PROBLEM:
Write out the listing below exactly, beginning at its first line and ending with the line that contains "use crate::map_sqlx_err;".

LISTED RECORDS:
+ + + + +
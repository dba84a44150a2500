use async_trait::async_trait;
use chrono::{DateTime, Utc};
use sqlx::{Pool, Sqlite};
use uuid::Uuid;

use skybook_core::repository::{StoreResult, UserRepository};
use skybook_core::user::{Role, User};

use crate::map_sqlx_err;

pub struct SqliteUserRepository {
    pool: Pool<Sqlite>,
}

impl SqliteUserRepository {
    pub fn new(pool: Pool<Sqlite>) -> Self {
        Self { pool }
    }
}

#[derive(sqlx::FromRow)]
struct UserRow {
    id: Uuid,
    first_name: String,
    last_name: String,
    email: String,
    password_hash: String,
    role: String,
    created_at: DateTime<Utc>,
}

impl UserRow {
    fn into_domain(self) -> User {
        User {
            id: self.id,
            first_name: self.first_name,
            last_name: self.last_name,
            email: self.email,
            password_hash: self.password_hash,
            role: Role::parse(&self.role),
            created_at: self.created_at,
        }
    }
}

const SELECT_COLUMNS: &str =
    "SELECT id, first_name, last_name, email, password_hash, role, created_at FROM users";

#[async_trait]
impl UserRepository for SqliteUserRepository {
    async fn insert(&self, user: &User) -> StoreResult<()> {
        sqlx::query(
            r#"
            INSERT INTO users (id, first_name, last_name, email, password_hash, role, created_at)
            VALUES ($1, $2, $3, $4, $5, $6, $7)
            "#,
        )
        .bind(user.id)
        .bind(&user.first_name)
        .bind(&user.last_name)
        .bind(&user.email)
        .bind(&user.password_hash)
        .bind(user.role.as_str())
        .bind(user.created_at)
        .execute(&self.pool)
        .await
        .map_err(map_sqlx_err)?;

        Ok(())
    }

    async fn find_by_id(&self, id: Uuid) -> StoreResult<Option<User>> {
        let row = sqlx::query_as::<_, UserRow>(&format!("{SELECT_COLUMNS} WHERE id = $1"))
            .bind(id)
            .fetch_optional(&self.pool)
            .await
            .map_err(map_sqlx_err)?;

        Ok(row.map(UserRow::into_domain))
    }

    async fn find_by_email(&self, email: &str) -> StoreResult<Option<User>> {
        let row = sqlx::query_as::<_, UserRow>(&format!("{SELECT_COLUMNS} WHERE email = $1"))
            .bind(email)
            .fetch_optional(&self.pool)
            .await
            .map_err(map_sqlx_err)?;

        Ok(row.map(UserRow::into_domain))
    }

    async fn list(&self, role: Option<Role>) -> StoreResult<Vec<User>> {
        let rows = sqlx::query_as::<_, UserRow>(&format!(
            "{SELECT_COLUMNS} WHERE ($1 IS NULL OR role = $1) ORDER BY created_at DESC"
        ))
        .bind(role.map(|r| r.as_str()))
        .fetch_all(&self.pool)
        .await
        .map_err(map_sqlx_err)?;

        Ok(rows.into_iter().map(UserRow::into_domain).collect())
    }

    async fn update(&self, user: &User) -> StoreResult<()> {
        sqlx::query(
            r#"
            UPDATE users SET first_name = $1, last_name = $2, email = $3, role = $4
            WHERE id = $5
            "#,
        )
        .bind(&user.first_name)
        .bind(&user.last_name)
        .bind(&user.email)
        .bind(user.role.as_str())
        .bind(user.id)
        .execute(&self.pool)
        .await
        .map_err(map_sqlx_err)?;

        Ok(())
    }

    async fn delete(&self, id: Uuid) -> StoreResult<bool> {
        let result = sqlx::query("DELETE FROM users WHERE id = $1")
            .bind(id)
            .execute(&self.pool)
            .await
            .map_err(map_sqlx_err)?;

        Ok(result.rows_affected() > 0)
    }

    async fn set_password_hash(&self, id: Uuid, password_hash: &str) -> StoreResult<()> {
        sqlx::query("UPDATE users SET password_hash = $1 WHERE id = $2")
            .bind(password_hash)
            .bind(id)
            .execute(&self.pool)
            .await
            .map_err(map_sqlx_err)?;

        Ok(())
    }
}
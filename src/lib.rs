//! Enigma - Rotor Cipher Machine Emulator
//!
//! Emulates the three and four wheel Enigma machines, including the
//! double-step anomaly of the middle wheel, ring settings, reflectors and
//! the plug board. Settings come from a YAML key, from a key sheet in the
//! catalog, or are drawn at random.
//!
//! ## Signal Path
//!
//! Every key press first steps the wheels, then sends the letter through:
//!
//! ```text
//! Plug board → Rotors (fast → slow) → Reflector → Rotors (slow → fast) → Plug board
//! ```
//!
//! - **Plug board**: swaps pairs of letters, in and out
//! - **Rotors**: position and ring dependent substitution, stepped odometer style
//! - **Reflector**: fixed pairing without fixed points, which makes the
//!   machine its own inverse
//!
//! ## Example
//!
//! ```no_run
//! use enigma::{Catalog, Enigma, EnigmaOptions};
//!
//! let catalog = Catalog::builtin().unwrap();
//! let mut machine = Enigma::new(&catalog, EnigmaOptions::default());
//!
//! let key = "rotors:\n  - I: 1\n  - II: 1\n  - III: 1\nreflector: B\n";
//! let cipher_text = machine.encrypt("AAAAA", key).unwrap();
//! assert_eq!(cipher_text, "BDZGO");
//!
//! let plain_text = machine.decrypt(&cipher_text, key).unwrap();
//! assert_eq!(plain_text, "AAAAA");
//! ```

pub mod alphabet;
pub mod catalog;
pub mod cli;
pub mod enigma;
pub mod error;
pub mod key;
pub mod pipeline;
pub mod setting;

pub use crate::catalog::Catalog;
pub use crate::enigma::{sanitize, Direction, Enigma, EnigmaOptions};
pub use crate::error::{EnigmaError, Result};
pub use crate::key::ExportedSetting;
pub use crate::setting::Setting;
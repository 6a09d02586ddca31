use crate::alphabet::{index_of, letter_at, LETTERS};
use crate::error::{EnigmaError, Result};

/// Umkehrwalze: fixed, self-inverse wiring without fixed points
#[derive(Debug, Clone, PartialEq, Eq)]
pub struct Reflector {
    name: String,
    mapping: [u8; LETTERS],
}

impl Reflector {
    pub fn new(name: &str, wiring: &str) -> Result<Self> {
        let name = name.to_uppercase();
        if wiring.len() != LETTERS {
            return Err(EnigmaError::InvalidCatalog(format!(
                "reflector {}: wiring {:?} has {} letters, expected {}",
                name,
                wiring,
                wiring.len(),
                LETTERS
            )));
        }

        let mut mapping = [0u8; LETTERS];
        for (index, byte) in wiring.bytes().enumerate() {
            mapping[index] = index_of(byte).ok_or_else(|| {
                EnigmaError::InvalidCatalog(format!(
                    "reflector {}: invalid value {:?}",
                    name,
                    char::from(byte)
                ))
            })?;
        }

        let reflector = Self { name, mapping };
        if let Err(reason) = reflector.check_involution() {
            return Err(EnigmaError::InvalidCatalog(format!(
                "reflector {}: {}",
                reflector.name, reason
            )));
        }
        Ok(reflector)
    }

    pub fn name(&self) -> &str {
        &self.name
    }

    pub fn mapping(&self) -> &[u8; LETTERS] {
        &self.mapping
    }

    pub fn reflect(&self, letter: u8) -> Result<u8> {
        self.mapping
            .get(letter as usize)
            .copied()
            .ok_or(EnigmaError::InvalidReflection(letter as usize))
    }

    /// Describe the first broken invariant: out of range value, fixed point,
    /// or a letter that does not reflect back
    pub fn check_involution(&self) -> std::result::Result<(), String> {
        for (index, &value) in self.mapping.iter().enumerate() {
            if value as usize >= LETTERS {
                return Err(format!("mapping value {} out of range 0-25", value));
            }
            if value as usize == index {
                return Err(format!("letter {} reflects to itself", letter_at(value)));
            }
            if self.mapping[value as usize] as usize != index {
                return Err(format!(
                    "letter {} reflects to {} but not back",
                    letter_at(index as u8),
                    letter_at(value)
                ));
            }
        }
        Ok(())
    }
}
+ + + + +
YOUR RESPONSE:
repository dba84a44150a2500
use async_trait::async_trait;
use chrono::{DateTime, Utc};
use sqlx::{Pool, Sqlite};
use uuid::Uuid;

use skybook_core::repository::{StoreResult, UserRepository};
use skybook_core::user::{Role, User};

use crate::map_sqlx_err;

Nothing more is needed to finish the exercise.